Recommend a diet and fluid intake that promotes an ideal stool consistency and predictable bowel emptying. Healthcare professionals should:
- take into account existing therapeutic diets
- ensure that overall nutrient intake is balanced
- advise patients to avoid caffeine, and to modify one food at a time if attempting to identify other potentially contributory factors to their symptoms
- encourage people with hard stools and/or clinical dehydration to aim for at least 1.5 litres intake of fluid per day (unless contraindicated).
- consider the opportunity to screen people with faecal incontinence for malnutrition, or risk of malnutrition
With respect to bowel habit and technique, people with FI should be encouraged to
- adopt a squatting position if emptying is incomplete
- do regular pelvic floor exercises, if necessary using squeezyapp.com
Medications:
- Consider alternatives to medications that might be contributing to FI. A surprisingly common example is metformin (suspect if onset of FI follows starting metformin or an increase in dose).
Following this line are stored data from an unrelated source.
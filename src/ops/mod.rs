//! User-facing operations
//!
//! Each operation takes the uploaded bytes, validates its parameters,
//! transforms the document in memory and returns the output bytes. Nothing
//! is written to disk except by conversions that shell out to a tool.

pub mod arrange;
pub mod convert;
pub mod edit;
pub mod protect;
pub mod watermark;

pub use arrange::{merge, rotate, split, RotateOptions};
pub use convert::{convert_from_pdf, convert_to_pdf, expect_source_kind, file_stem};
pub use edit::{apply_edits, edit, parse_elements, EditElement};
pub use protect::{decrypt, encrypt};
pub use watermark::{add_watermark, WatermarkKind, WatermarkOptions};

pub use crate::pdf::security::EncryptOptions;
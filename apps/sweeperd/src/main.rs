//! # Vela Sweep Daemon
//!
//! Runs the periodic sweeps against a local database until interrupted:
//!
//! ```text
//! sweeperd ──► SweepAgent ──► vela-api ──► vela-db ──► SQLite
//!                  │
//!                  └──► append-only sink files (heartbeat, restock, reminders)
//! ```
//!
//! ## Usage
//! ```bash
//! cargo run -p sweeperd -- --db ./vela_dev.db --config ./sweeps.toml
//! ```

use std::path::PathBuf;

use tracing::info;
use tracing_subscriber::EnvFilter;

use vela_api::Api;
use vela_db::{Database, DbConfig};
use vela_sweeps::{SweepAgent, SweepConfig};

#[tokio::main]
async fn main() -> Result<(), Box<dyn std::error::Error>> {
    tracing_subscriber::fmt()
        .with_env_filter(
            EnvFilter::try_from_default_env().unwrap_or_else(|_| EnvFilter::new("info")),
        )
        .init();

    let args: Vec<String> = std::env::args().collect();

    let mut db_path = String::from("./vela_dev.db");
    let mut config_path = PathBuf::from("./sweeps.toml");

    let mut i = 1;
    while i < args.len() {
        match args[i].as_str() {
            "--db" | "-d" => {
                if i + 1 < args.len() {
                    db_path = args[i + 1].clone();
                    i += 1;
                }
            }
            "--config" | "-c" => {
                if i + 1 < args.len() {
                    config_path = PathBuf::from(&args[i + 1]);
                    i += 1;
                }
            }
            "--help" | "-h" => {
                println!("Vela CRM Sweep Daemon");
                println!();
                println!("Usage: sweeperd [OPTIONS]");
                println!();
                println!("Options:");
                println!("  -d, --db <PATH>      Database file path (default: ./vela_dev.db)");
                println!("  -c, --config <PATH>  Sweep config file (default: ./sweeps.toml)");
                println!("  -h, --help           Show this help message");
                return Ok(());
            }
            _ => {}
        }
        i += 1;
    }

    info!(db = %db_path, config = %config_path.display(), "Starting sweeperd");

    let config = SweepConfig::load_or_default(&config_path)?;
    let db = Database::new(DbConfig::new(&db_path)).await?;
    let api = Api::new(db.clone());

    let mut agent = SweepAgent::new(config, api)?;
    agent.start();

    tokio::signal::ctrl_c().await?;
    info!("Ctrl-C received, shutting down");

    agent.shutdown().await;
    db.close().await;

    Ok(())
}
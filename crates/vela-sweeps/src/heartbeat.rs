//! # Heartbeat Probe
//!
//! Confirms the API boundary is responsive, independent of the domain data.
//!
//! The probe appends an alive line to its sink every tick, then issues the
//! trivial `Hello` query under a bounded timeout. Failures are data
//! ([`ProbeOutcome::Unresponsive`]), never control flow: nothing thrown
//! here ever reaches the scheduler loop.

use std::sync::Arc;
use std::time::Duration;

use chrono::Utc;
use tracing::{debug, warn};

use vela_api::{Api, Request};

use crate::sink::{emit, Sink};

// =============================================================================
// Probe Outcome
// =============================================================================

/// Result of one heartbeat probe.
#[derive(Debug, Clone, PartialEq, Eq)]
pub enum ProbeOutcome {
    /// The API answered the liveness query in time.
    Responsive,
    /// Transport failure, error response, or timeout - with the cause.
    Unresponsive { reason: String },
}

impl ProbeOutcome {
    /// True when the probe succeeded.
    pub fn is_responsive(&self) -> bool {
        matches!(self, ProbeOutcome::Responsive)
    }
}

// =============================================================================
// Heartbeat Probe
// =============================================================================

/// Periodic liveness probe against the API boundary.
pub struct HeartbeatProbe {
    api: Api,
    sink: Arc<dyn Sink>,
    timeout: Duration,
}

impl HeartbeatProbe {
    /// Creates a probe with the given round-trip bound.
    pub fn new(api: Api, sink: Arc<dyn Sink>, timeout: Duration) -> Self {
        HeartbeatProbe { api, sink, timeout }
    }

    /// Runs one probe. Never returns an error.
    pub async fn probe(&self) -> ProbeOutcome {
        // The alive line records that the probe itself ran, whatever the
        // endpoint then says.
        let stamp = Utc::now().format("%d/%m/%Y-%H:%M:%S");
        emit(&*self.sink, &format!("{} CRM is alive", stamp));

        let outcome = match tokio::time::timeout(self.timeout, self.api.execute(Request::Hello))
            .await
        {
            Ok(Ok(_)) => ProbeOutcome::Responsive,
            Ok(Err(err)) => ProbeOutcome::Unresponsive {
                reason: err.to_string(),
            },
            Err(_) => ProbeOutcome::Unresponsive {
                reason: format!("probe timed out after {:?}", self.timeout),
            },
        };

        match &outcome {
            ProbeOutcome::Responsive => debug!("API endpoint responsive"),
            ProbeOutcome::Unresponsive { reason } => {
                warn!(%reason, "API endpoint unresponsive");
            }
        }

        outcome
    }
}

// =============================================================================
// Unit Tests
// =============================================================================

#[cfg(test)]
mod tests {
    use super::*;
    use crate::sink::MemorySink;
    use vela_db::{Database, DbConfig};

    #[tokio::test]
    async fn test_probe_responsive() {
        let db = Database::new(DbConfig::in_memory()).await.unwrap();
        let sink = Arc::new(MemorySink::new());
        let probe = HeartbeatProbe::new(Api::new(db), sink.clone(), Duration::from_secs(5));

        let outcome = probe.probe().await;

        assert!(outcome.is_responsive());
        let lines = sink.lines();
        assert_eq!(lines.len(), 1);
        assert!(lines[0].ends_with("CRM is alive"));
    }

    #[tokio::test]
    async fn test_probe_unresponsive_is_data_not_error() {
        let db = Database::new(DbConfig::in_memory()).await.unwrap();
        let sink = Arc::new(MemorySink::new());
        let probe = HeartbeatProbe::new(Api::new(db.clone()), sink.clone(), Duration::from_secs(5));

        db.close().await;

        let outcome = probe.probe().await;
        match outcome {
            ProbeOutcome::Unresponsive { reason } => {
                assert!(reason.contains("transport unavailable"));
            }
            ProbeOutcome::Responsive => panic!("probe against a closed store must not succeed"),
        }

        // The alive line is still written.
        assert_eq!(sink.lines().len(), 1);
    }
}
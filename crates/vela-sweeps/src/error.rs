//! # Sweep Error Types

use thiserror::Error;

use vela_api::ApiError;

/// Errors surfaced by the sweep layer.
///
/// Sink write failures are deliberately absent: a sweep logs them and moves
/// on, they never escalate to the scheduler or roll back the domain
/// mutation that triggered them.
#[derive(Debug, Error)]
pub enum SweepError {
    /// Configuration is missing or inconsistent.
    #[error("invalid sweep config: {0}")]
    InvalidConfig(String),

    /// Config file could not be read.
    #[error("failed to read config: {0}")]
    Io(#[from] std::io::Error),

    /// Config file could not be parsed.
    #[error("failed to parse config: {0}")]
    Parse(#[from] toml::de::Error),

    /// The API boundary reported an error for the whole invocation
    /// (typically `TransportUnavailable` when the store is down).
    #[error(transparent)]
    Api(#[from] ApiError),
}

/// Result type for sweep operations.
pub type SweepResult<T> = Result<T, SweepError>;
- Antidiarrhoeal medication should be offered to people with FI associated with loose stools once other causes have been excluded. It should not be offered to those with hard or infrequent stools, acute diarrhoea without a diagnosed cause, or an acute exacerbation of colitis. The antidiarrhoeal drug of first choice should be loperamide capsules, meltlets or syrup (unlicensed). Begin at a low dose and escalate slowly as required. Anecdotally, some patients seem to benefit from combining loperamide, fybogel and yoghurt in a paste. An alternative to loperamide is codeine.